-- PROBLEM DETAILS --
In the entries below, identify every line with the string "UnclosedString" and copy it.

============

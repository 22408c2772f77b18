use std::sync::Mutex;

use chrono::{DateTime, Duration, Utc};
use tracing::{error, info, warn};

use crate::feed::{FeedError, GameSource};
use crate::model::game::GamesResponse;

/// How long a cached payload is served without consulting the feed.
pub const FRESHNESS_WINDOW_SECS: i64 = 30;

/// Where a returned payload came from.
#[derive(Debug, Clone, Copy, PartialEq, Eq)]
pub enum ServedFrom {
    Fresh,
    Cached,
    StaleOnError,
}

impl ServedFrom {
    pub fn as_str(self) -> &'static str {
        match self {
            ServedFrom::Fresh => "fresh",
            ServedFrom::Cached => "cached",
            ServedFrom::StaleOnError => "stale-on-error",
        }
    }
}

#[derive(Debug, Clone)]
struct Entry {
    payload: GamesResponse,
    fetched_at: DateTime<Utc>,
}

/// Fetch-cache-serve facade over a `GameSource`. Holds the single cached
/// payload and the timestamp of its last successful fetch; constructed once
/// at startup and shared by the request handlers.
pub struct ScoreCache {
    source: Box<dyn GameSource>,
    ttl: Duration,
    entry: Mutex<Option<Entry>>,
}

impl ScoreCache {
    pub fn new(source: Box<dyn GameSource>) -> Self {
        Self::with_ttl(source, Duration::seconds(FRESHNESS_WINDOW_SECS))
    }

    pub fn with_ttl(source: Box<dyn GameSource>, ttl: Duration) -> Self {
        Self {
            source,
            ttl,
            entry: Mutex::new(None),
        }
    }

    /// Serve games, preferring the cache inside the freshness window.
    ///
    /// On a fetch failure any cached payload is served regardless of age;
    /// the caller only sees an error when no fetch has ever succeeded.
    pub fn get_games(&self, force_refresh: bool) -> Result<(GamesResponse, ServedFrom), FeedError> {
        self.get_games_at(force_refresh, Utc::now())
    }

    /// Same as `get_games` but with an explicit current time, so freshness
    /// decisions can be tested against a fixed clock.
    pub fn get_games_at(
        &self,
        force_refresh: bool,
        now: DateTime<Utc>,
    ) -> Result<(GamesResponse, ServedFrom), FeedError> {
        if !force_refresh {
            let entry = self.lock_entry();
            if let Some(cached) = entry.as_ref() {
                let age = now - cached.fetched_at;
                if age < self.ttl {
                    info!(age_secs = age.num_seconds(), "Serving cached games");
                    return Ok((cached.payload.clone(), ServedFrom::Cached));
                }
            }
        }

        // Fetch outside the lock. Concurrent requests may each get here and
        // fetch; last successful write wins.
        match self.source.fetch_games() {
            Ok(payload) => {
                info!(games = payload.data.len(), "Fetched fresh games payload");
                let mut entry = self.lock_entry();
                *entry = Some(Entry {
                    payload: payload.clone(),
                    fetched_at: now,
                });
                Ok((payload, ServedFrom::Fresh))
            }
            Err(e) => {
                let entry = self.lock_entry();
                if let Some(cached) = entry.as_ref() {
                    // No age ceiling: arbitrarily stale beats an error.
                    warn!(error = %e, "Feed fetch failed; serving stale cache");
                    Ok((cached.payload.clone(), ServedFrom::StaleOnError))
                } else {
                    error!(error = %e, "Feed fetch failed with nothing cached");
                    Err(e)
                }
            }
        }
    }

    fn lock_entry(&self) -> std::sync::MutexGuard<'_, Option<Entry>> {
        // A poisoned lock still holds a complete entry; recover it.
        self.entry
            .lock()
            .unwrap_or_else(|poisoned| poisoned.into_inner())
    }
}
// Author: Dustin Pilgrim
// License: MIT

#[cfg(test)]
use super::*;

#[test]
fn test_value_tokens() {
    let input = r#"[null, true, FALSE, -3, 2.5, "hi"] { } ( ) : ="#;
    let mut lexer = Lexer::new(input);

    let expected_tokens = vec![
        Token::LBracket,
        Token::Null,
        Token::Comma,
        Token::Bool(true),
        Token::Comma,
        Token::Bool(false),
        Token::Comma,
        Token::Int(-3),
        Token::Comma,
        Token::Float(2.5),
        Token::Comma,
        Token::String("hi".into()),
        Token::RBracket,
        Token::LBrace,
        Token::RBrace,
        Token::LParen,
        Token::RParen,
        Token::Colon,
        Token::Equals,
        Token::Eof,
    ];

    for expected in expected_tokens {
        let tok = lexer.next_token();
        assert_eq!(tok, Ok(expected));
    }
}

#[test]
fn test_numbers() {
    let cases = [
        ("0", Token::Int(0)),
        ("42", Token::Int(42)),
        ("+7", Token::Int(7)),
        ("-1.5", Token::Float(-1.5)),
        ("1.", Token::Float(1.0)),
        ("1e3", Token::Float(1000.0)),
        ("2.5E-2", Token::Float(0.025)),
        ("inf", Token::Float(f64::INFINITY)),
        ("-inf", Token::Float(f64::NEG_INFINITY)),
    ];

    for (input, expected) in cases {
        let mut lexer = Lexer::new(input);
        assert_eq!(lexer.next_token(), Ok(expected), "input: {}", input);
        assert_eq!(lexer.next_token(), Ok(Token::Eof), "input: {}", input);
    }
}

#[test]
fn test_nan_keyword() {
    let mut lexer = Lexer::new("nan");
    match lexer.next_token() {
        Ok(Token::Float(f)) => assert!(f.is_nan()),
        other => panic!("Expected NaN float, got {:?}", other),
    }
}

#[test]
fn test_integer_overflow_is_invalid_number() {
    let mut lexer = Lexer::new("99999999999999999999");
    match lexer.next_token() {
        Err(GdError::InvalidNumber { literal, .. }) => assert_eq!(literal, "99999999999999999999"),
        other => panic!("Expected InvalidNumber, got {:?}", other),
    }
}

#[test]
fn test_string_escapes_and_newlines() {
    let input = "\"a\\\"b\\\\c\\nd\ne\"";
    let mut lexer = Lexer::new(input);
    assert_eq!(lexer.next_token(), Ok(Token::String("a\"b\\c\nd\ne".into())));
}

#[test]
fn test_unclosed_string_reports_start() {
    let input = "  \"never closed";
    let mut lexer = Lexer::new(input);
    match lexer.next_token() {
        Err(GdError::UnclosedString { offset, line, column, .. }) => {
            assert_eq!(offset, 2);
            assert_eq!(line, 1);
            assert_eq!(column, 3);
        }
        other => panic!("Expected UnclosedString, got {:?}", other),
    }
}

#[test]
fn test_generic_identifier_only_before_paren() {
    let mut lexer = Lexer::new("Array[int](1)");
    assert_eq!(lexer.next_token(), Ok(Token::GenericIdent("Array[int]".into())));
    assert_eq!(lexer.next_token(), Ok(Token::LParen));

    // a header title followed by ']' must not swallow the bracket
    let mut lexer = Lexer::new("gd_scene]");
    assert_eq!(lexer.next_token(), Ok(Token::Ident("gd_scene".into())));
    assert_eq!(lexer.next_token(), Ok(Token::RBracket));

    let mut lexer = Lexer::new("Vector2 (1, 2)");
    assert_eq!(lexer.next_token(), Ok(Token::Ident("Vector2".into())));
    assert_eq!(lexer.next_token(), Ok(Token::LParen));
}

#[test]
fn test_comments_and_whitespace_skipped() {
    let input = "; leading comment\n\t  42 ; trailing\n";
    let mut lexer = Lexer::new(input);
    assert_eq!(lexer.next_token(), Ok(Token::Int(42)));
    assert_eq!(lexer.next_token(), Ok(Token::Eof));
}

#[test]
fn test_keys() {
    let mut lexer = Lexer::new("  tracks/0/keys = 1");
    assert_eq!(lexer.next_key(), Ok("tracks/0/keys".to_string()));
    assert_eq!(lexer.next_token(), Ok(Token::Equals));

    let mut lexer = Lexer::new("load_steps=3]");
    assert_eq!(lexer.next_key(), Ok("load_steps".to_string()));
    assert_eq!(lexer.next_token(), Ok(Token::Equals));
}

#[test]
fn test_empty_key_is_error() {
    let mut lexer = Lexer::new("= 1");
    assert!(matches!(
        lexer.next_key(),
        Err(GdError::UnexpectedCharacter { character: '=', .. })
    ));

    let mut lexer = Lexer::new("   ");
    assert!(matches!(lexer.next_key(), Err(GdError::UnexpectedEof { .. })));
}

#[test]
fn test_new_at_tracks_line_and_column() {
    let input = "[a]\nx = 1\n  @";
    let at = input.find('@').unwrap();
    let mut lexer = Lexer::new_at(input, at).unwrap();
    assert_eq!(lexer.line(), 3);
    assert_eq!(lexer.column(), 3);
    match lexer.next_token() {
        Err(GdError::UnexpectedCharacter { character, offset, .. }) => {
            assert_eq!(character, '@');
            assert_eq!(offset, at);
        }
        other => panic!("Expected UnexpectedCharacter, got {:?}", other),
    }
}

#[test]
fn test_new_at_rejects_bad_offset() {
    assert!(Lexer::new_at("é", 1).is_err());
    assert!(Lexer::new_at("abc", 4).is_err());
    assert!(Lexer::new_at("abc", 3).is_ok());
}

============

-- OUTPUT OF THE EXERCISE --
        Err(GdError::UnclosedString { offset, line, column, .. }) => {
        other => panic!("Expected UnclosedString, got {:?}", other),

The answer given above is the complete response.